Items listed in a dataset
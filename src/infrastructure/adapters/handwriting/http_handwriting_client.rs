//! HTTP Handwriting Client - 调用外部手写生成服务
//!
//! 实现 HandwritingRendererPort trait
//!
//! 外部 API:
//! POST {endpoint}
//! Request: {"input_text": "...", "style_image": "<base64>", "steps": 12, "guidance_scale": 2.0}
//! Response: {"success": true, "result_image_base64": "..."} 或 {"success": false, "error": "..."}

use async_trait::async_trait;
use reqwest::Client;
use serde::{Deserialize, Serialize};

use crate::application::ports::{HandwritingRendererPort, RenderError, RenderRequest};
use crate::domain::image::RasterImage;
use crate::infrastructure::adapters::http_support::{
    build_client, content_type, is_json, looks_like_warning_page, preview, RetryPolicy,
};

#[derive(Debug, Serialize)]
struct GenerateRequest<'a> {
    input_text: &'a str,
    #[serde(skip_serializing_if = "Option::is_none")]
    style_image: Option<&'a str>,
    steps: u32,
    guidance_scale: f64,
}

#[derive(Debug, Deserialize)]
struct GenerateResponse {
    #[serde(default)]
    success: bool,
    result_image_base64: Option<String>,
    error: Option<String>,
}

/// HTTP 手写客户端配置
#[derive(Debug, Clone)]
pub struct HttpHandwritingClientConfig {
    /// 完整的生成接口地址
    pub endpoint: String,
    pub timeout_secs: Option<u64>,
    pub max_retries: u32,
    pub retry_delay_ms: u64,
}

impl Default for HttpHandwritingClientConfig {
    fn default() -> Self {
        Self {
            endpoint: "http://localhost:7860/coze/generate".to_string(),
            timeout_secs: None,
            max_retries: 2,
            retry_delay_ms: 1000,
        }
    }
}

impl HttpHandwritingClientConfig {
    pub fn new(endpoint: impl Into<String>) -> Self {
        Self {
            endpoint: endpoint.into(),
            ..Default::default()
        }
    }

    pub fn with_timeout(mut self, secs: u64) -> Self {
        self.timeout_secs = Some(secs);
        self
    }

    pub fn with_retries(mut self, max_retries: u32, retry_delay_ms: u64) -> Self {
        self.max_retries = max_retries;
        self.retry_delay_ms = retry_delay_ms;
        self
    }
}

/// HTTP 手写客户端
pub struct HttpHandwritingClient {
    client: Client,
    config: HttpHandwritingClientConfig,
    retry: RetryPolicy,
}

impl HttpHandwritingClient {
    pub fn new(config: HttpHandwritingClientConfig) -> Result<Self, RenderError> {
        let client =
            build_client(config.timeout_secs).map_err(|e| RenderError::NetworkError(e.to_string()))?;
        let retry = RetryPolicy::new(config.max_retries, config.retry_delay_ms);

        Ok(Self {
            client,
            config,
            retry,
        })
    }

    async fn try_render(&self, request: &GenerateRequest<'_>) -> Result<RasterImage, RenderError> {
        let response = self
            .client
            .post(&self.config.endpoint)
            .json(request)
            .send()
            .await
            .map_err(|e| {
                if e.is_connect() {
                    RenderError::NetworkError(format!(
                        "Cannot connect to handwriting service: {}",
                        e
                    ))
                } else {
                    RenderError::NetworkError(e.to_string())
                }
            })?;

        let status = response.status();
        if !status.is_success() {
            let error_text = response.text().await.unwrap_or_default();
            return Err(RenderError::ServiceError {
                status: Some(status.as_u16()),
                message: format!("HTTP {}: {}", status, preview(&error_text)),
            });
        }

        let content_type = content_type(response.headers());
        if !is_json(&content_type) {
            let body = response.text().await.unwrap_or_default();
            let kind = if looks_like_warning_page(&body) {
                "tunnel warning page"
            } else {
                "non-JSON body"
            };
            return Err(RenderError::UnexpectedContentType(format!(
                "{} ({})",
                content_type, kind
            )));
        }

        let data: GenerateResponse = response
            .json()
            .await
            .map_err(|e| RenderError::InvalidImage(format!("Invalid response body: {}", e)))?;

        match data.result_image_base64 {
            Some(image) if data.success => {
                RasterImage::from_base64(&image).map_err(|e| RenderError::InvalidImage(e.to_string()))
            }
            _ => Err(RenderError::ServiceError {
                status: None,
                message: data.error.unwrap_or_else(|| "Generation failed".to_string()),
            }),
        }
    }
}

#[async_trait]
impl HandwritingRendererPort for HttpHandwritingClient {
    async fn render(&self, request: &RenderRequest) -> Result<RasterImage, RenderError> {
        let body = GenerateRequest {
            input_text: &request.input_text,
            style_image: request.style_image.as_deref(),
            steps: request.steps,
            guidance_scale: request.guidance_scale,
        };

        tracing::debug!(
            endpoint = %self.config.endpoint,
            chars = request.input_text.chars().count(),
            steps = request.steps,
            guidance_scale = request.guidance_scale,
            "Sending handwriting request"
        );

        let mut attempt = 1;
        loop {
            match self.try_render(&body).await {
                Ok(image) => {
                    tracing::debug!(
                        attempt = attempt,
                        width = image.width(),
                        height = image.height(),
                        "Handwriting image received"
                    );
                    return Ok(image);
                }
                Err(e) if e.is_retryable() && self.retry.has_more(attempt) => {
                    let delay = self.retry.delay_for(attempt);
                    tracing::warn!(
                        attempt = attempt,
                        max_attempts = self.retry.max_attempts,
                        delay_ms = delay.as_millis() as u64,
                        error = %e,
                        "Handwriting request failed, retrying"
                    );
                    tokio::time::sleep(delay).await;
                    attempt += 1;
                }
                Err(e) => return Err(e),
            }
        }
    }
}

# Work to complete:
Filter the data above, keeping only lines that include the string "HandwritingRendererPort".

# Output for this task:
//! 实现 HandwritingRendererPort trait
use crate::application::ports::{HandwritingRendererPort, RenderError, RenderRequest};
impl HandwritingRendererPort for HttpHandwritingClient {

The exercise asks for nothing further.